Layer Trees vs. Flat Drawing: Graphics Performance Across iOS Device Generations - floriankugler
http://floriankugler.com/blog/2013/5/24/layer-trees-vs-flat-drawing-graphics-performance-across-ios-device-generations

======
cclogg
I enjoyed this read especially! I am one of the creators of 'Stratosphere
Multiplayer Defense' (on iPad), and we did it entirely in UIKit. It was very
interesting to see what we could get away with, since Apple's OS is very
animation-friendly.

We used all UIKit elements like UIViews, UIImageViews, and just core-
animationed everything around. It's amazing because you can have 50 towers on
screen, all playing their firing animation, along with 100+ monsters walking
with their animations.. and it handles well.

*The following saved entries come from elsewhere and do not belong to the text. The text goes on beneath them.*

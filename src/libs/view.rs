use super::attendance::{CourseAttendance, DailyAttendance};
use super::config::AttendanceConfig;
use super::dashboard::Stat;
use super::formatter::{format_date, format_date_range, format_relative, format_stars};
use super::role::NavItem;
use super::routine::DaySchedule;
use crate::libs::workflow::Status;
use crate::store::exams::Exam;
use crate::store::feedback::Feedback;
use crate::store::leaves::LeaveRequest;
use crate::store::materials::Material;
use crate::store::notices::Notice;
use anyhow::Result;
use chrono::{NaiveDateTime, Weekday};
use prettytable::{row, Table};

pub struct View {}

impl View {
    pub fn stats(stats: &[Stat]) -> Result<()> {
        let mut table = Table::new();

        table.add_row(row!["", "VALUE", ""]);
        for stat in stats {
            table.add_row(row![stat.title, stat.value, stat.description]);
        }
        table.printstd();

        Ok(())
    }

    pub fn nav(items: &[NavItem]) -> Result<()> {
        let mut table = Table::new();

        table.add_row(row!["PAGE", "PATH"]);
        for item in items {
            table.add_row(row![item.title, item.href]);
        }
        table.printstd();

        Ok(())
    }

    pub fn notices(notices: &[&Notice], now: &NaiveDateTime) -> Result<()> {
        let mut table = Table::new();

        table.add_row(row!["ID", "TITLE", "CATEGORY", "POSTED", "", "CONTENT"]);
        for notice in notices {
            let mut flags = Vec::new();
            if notice.is_pinned {
                flags.push("📌");
            }
            if notice.is_new {
                flags.push("NEW");
            }
            if notice.has_attachment {
                flags.push("📎");
            }
            table.add_row(row![
                notice.id,
                notice.title,
                notice.category,
                format_relative(&notice.date, now),
                flags.join(" "),
                notice.content
            ]);
        }
        table.printstd();

        Ok(())
    }

    pub fn leave_requests(requests: &[&LeaveRequest]) -> Result<()> {
        let mut table = Table::new();

        table.add_row(row!["ID", "APPLICANT", "TYPE", "DATES", "REASON", "STATUS", "APPLIED", "COMMENT"]);
        for request in requests {
            let reason = if request.has_attachment {
                format!("{} 📎", request.reason)
            } else {
                request.reason.clone()
            };
            table.add_row(row![
                request.id,
                request.applicant,
                request.leave_type,
                format_date_range(&request.from_date, &request.to_date),
                reason,
                request.status.label(),
                format_date(&request.applied_on),
                request.comment.as_deref().unwrap_or("")
            ]);
        }
        table.printstd();

        Ok(())
    }

    pub fn materials(materials: &[&Material]) -> Result<()> {
        let mut table = Table::new();

        table.add_row(row!["ID", "TITLE", "TYPE", "SUBJECT", "UPLOADED", "SIZE", "DOWNLOADS"]);
        for material in materials {
            let uploaded = match &material.uploaded_by {
                Some(by) => format!("{} by {}", format_date(&material.upload_date), by),
                None => format_date(&material.upload_date),
            };
            table.add_row(row![
                material.id,
                material.title,
                material.material_type.label(),
                material.subject,
                uploaded,
                material.file_size.as_deref().unwrap_or("-"),
                material.download_count
            ]);
        }
        table.printstd();

        Ok(())
    }

    pub fn exams(exams: &[&Exam]) -> Result<()> {
        let mut table = Table::new();

        table.add_row(row!["ID", "COURSE", "TITLE", "DATE", "TIME", "DURATION", "LOCATION", "TYPE", "STATUS", "RESULT"]);
        for exam in exams {
            let result = exam
                .result
                .as_ref()
                .map(|r| format!("{}/{} ({}%) {}", r.marks, r.total_marks, r.percentage, r.grade))
                .unwrap_or_default();
            table.add_row(row![
                exam.id,
                exam.course,
                exam.title,
                format_date(&exam.date),
                exam.time,
                exam.duration,
                exam.location,
                exam.exam_type,
                exam.status.label(),
                result
            ]);
        }
        table.printstd();

        Ok(())
    }

    pub fn feedback(feedback: &[&Feedback]) -> Result<()> {
        let mut table = Table::new();

        table.add_row(row!["ID", "COURSE", "TEACHER", "RATING", "COMMENT", "SUBMITTED", "STATUS", "RESPONSE"]);
        for entry in feedback {
            table.add_row(row![
                entry.id,
                entry.course,
                entry.teacher,
                format!("{} {}", format_stars(entry.rating), entry.rating_label()),
                entry.comment,
                format_date(&entry.submitted_on),
                entry.status.label(),
                entry.response.as_deref().unwrap_or("")
            ]);
        }
        table.printstd();

        Ok(())
    }

    pub fn attendance(courses: &[CourseAttendance], thresholds: &AttendanceConfig) -> Result<()> {
        let mut table = Table::new();

        table.add_row(row!["COURSE", "ATTENDED", "TOTAL", "%", "STANDING"]);
        for course in courses {
            table.add_row(row![
                course.name,
                course.attended_classes,
                course.total_classes,
                course.percentage(),
                course.standing(thresholds).label()
            ]);
        }
        table.printstd();

        Ok(())
    }

    pub fn daily_attendance(days: &[DailyAttendance]) -> Result<()> {
        let mut table = Table::new();

        table.add_row(row!["DATE", "DAY", "COURSE", "TIME", "STATUS"]);
        for day in days {
            for class in &day.classes {
                table.add_row(row![format_date(&day.date), day.weekday(), class.course, class.time, class.mark.label()]);
            }
        }
        table.printstd();

        Ok(())
    }

    /// Full week, free days included; `today` is marked.
    pub fn routine(days: &[DaySchedule], today: Option<Weekday>, free_day: &str) -> Result<()> {
        let mut table = Table::new();

        table.add_row(row!["DAY", "SUBJECT", "TIME", "ROOM", "TEACHER"]);
        for day in days {
            let name = if Some(day.day) == today {
                format!("{} (Today)", day.name())
            } else {
                day.name().to_string()
            };
            if day.sessions.is_empty() {
                table.add_row(row![name, free_day, "", "", ""]);
                continue;
            }
            for (index, session) in day.sessions.iter().enumerate() {
                let label = if index == 0 { name.as_str() } else { "" };
                table.add_row(row![label, session.subject, session.time, session.room, session.teacher]);
            }
        }
        table.printstd();

        Ok(())
    }
}
//! Core library modules.
//!
//! ## Features
//!
//! - **Domain core**: record traits, status workflows, the filter engine
//! - **Session**: roles and routes, login, per-session repositories
//! - **Campus views**: attendance, routine, dashboard summaries
//! - **Infrastructure**: configuration, data storage, messaging, logging
//! - **Presentation**: console tables and value formatting
//!
//! ## Usage
//!
//! ```rust
//! use campus::libs::config::Config;
//! use campus::libs::role::Role;
//! use campus::libs::session::Session;
//!
//! let mut session = Session::new(Role::Hod, &Config::default());
//! assert!(session.leaves.approve("2").is_applied());
//! ```

pub mod attendance;
pub mod auth;
pub mod config;
pub mod dashboard;
pub mod data_storage;
pub mod error;
pub mod filter;
pub mod formatter;
pub mod logging;
pub mod messages;
pub mod record;
pub mod role;
pub mod routine;
pub mod session;
pub mod view;
pub mod workflow;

The reason we actually chose UIKit (over Cocos2D or OpenGL etc) was (1) my
experience in it from app development, but (2) more importantly being able to
use Apple's UI widgets. Like scrollviews, gesture-recognizers, etc... rather
than try to write our own (I'm sure we've all played iOS games with weird UIs
that are kind of like Apple's but fall short). Also, (3) was the speed of
getting something working (kind of related to (1) for me).

Downsides are that there's no blending effects like 'additive' for
lights/effects, and also it's not trivial to pause a game when it's running
timers and core-animation separately (we do have a game loop for logic, but
the monsters them-self just move on GPU-based core animations). I'd like to
STRESS that using UIKit for most games is probably not a good idea.

Anyway, thought it might interest some people to hear this :)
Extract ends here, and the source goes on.